## Activity
What is the number of lines in the data below that hold the word "endpoint"? Give nothing beyond that number.

Records drawn from a dataset
···
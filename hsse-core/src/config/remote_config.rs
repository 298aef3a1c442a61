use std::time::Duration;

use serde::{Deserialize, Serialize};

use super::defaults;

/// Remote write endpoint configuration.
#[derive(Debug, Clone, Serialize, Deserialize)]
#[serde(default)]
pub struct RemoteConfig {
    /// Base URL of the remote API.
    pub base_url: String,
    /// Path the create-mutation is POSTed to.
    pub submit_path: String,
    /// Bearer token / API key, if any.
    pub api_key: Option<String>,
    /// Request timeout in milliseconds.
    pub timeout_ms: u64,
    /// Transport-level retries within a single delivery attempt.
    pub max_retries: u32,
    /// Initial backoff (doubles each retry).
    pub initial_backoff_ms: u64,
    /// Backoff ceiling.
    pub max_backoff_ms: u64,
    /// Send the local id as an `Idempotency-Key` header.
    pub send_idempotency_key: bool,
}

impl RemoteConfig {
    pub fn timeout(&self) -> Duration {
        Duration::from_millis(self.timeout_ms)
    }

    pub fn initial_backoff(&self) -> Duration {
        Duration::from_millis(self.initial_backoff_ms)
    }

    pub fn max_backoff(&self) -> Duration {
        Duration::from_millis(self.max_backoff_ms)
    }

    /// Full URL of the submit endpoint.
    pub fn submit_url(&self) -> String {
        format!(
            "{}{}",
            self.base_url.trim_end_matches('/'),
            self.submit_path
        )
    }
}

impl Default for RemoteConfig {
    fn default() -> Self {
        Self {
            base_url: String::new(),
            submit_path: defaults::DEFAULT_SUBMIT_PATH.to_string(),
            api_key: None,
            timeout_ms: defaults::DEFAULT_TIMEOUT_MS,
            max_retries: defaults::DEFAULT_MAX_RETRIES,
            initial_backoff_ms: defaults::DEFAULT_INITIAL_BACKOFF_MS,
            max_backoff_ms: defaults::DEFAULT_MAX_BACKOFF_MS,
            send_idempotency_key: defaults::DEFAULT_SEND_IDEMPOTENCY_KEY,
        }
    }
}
···
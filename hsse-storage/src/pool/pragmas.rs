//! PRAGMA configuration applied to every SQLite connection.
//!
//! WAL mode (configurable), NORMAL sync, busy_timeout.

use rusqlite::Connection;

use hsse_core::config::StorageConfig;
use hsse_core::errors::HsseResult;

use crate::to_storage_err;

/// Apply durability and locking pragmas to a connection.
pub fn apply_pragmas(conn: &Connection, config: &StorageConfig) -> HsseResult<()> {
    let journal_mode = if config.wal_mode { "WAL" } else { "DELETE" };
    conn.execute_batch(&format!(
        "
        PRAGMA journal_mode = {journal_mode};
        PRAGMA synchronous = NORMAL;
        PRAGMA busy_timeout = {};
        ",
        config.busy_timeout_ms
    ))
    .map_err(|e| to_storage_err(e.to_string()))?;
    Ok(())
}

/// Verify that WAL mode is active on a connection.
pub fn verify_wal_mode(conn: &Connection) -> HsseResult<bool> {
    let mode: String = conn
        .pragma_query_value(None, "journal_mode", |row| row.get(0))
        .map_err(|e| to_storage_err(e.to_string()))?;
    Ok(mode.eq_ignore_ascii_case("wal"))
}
···
## Finished task
2